• Your task
The expected output is every entry below, exact in every character.

• Extracted data
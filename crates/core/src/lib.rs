//! Core business logic for Receipta.
//!
//! This crate contains pure business logic with ZERO web or database dependencies.
//! All invoice lifecycle rules, ledger arithmetic, and token handling live here;
//! the db crate runs them inside transactions.
//!
//! # Modules
//!
//! - `money` - Fixed-precision amounts and invoice totals
//! - `sequence` - Document number counters and formatting
//! - `invoice` - Invoice state machine, drafts, revisions, signatures
//! - `payment` - Payment and reversal planning
//! - `token` - View/sign bearer tokens
//! - `audit` - Audit events and sinks
//! - `error` - Ledger error taxonomy

pub mod audit;
pub mod error;
pub mod invoice;
pub mod money;
pub mod payment;
pub mod sequence;
pub mod token;

pub use error::{LedgerError, LockReason};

• Response to this exercise
filename crates/core/src/lib.rs
//! Core business logic for Receipta.
//!
//! This crate contains pure business logic with ZERO web or database dependencies.
//! All invoice lifecycle rules, ledger arithmetic, and token handling live here;
//! the db crate runs them inside transactions.
//!
//! # Modules
//!
//! - `money` - Fixed-precision amounts and invoice totals
//! - `sequence` - Document number counters and formatting
//! - `invoice` - Invoice state machine, drafts, revisions, signatures
//! - `payment` - Payment and reversal planning
//! - `token` - View/sign bearer tokens
//! - `audit` - Audit events and sinks
//! - `error` - Ledger error taxonomy

pub mod audit;
pub mod error;
pub mod invoice;
pub mod money;
pub mod payment;
pub mod sequence;
pub mod token;

pub use error::{LedgerError, LockReason};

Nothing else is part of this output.